Material for the task

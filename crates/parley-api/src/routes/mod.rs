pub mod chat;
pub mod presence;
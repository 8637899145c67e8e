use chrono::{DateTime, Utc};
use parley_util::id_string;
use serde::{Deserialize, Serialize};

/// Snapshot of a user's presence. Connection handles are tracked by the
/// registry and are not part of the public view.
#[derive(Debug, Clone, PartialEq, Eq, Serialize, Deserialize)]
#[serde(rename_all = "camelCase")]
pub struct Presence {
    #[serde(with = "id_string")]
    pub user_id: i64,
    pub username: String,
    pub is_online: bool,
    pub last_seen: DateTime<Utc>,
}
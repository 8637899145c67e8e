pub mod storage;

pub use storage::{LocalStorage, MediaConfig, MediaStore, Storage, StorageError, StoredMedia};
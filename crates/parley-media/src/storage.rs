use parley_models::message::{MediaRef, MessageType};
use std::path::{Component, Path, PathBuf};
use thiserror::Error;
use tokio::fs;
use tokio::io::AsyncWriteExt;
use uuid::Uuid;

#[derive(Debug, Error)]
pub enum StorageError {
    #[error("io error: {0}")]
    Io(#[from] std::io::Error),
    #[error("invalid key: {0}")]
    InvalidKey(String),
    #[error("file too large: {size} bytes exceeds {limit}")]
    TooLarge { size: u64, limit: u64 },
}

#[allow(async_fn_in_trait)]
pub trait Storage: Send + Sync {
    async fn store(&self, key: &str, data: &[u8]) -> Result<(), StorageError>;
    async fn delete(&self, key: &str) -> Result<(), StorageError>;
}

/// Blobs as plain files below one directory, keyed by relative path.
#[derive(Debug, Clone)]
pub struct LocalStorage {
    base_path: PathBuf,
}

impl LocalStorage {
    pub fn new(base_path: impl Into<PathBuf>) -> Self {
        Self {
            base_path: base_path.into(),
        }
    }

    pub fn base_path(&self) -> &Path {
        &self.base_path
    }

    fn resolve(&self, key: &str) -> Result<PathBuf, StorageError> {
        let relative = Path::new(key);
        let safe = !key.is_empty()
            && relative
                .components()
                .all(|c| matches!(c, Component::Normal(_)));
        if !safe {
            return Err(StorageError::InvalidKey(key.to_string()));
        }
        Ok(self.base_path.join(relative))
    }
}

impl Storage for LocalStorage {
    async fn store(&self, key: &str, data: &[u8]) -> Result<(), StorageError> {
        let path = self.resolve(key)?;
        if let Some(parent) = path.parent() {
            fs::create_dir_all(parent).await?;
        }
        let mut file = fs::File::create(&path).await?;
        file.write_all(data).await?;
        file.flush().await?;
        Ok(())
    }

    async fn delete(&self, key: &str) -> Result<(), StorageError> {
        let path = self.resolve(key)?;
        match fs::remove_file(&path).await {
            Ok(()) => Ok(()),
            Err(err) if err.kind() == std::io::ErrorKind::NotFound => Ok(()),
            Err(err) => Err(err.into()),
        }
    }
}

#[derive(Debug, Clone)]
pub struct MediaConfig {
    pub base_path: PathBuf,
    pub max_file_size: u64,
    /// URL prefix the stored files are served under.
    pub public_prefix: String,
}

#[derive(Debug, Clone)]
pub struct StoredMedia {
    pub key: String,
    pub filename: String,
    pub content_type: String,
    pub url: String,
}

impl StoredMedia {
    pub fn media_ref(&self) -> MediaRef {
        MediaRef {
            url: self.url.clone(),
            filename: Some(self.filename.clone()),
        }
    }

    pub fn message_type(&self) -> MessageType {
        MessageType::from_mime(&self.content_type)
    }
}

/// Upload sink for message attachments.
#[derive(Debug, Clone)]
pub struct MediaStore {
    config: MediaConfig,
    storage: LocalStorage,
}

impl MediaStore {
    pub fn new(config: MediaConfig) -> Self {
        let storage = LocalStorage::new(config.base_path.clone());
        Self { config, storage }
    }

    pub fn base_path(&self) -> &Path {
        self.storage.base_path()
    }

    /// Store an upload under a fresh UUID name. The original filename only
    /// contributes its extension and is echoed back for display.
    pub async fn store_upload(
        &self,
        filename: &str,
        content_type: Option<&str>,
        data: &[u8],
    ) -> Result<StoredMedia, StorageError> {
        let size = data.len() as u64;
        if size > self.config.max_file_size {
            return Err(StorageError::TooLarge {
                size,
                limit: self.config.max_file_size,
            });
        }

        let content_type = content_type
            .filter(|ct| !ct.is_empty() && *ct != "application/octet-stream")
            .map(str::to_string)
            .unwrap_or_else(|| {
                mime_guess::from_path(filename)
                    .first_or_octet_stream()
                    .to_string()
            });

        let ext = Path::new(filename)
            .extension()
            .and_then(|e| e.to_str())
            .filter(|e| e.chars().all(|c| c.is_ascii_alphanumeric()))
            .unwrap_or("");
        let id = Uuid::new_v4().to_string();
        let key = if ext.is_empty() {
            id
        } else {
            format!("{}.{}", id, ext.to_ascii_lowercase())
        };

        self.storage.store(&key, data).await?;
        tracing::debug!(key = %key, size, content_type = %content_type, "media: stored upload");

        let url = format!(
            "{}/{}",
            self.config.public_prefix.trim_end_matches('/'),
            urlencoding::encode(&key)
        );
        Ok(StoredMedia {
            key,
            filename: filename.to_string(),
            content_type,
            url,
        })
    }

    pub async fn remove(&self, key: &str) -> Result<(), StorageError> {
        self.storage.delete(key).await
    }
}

Work to be completed
Throughout the listing, how many lines contain the string "struct"? Give the number on its own.

Answer space
5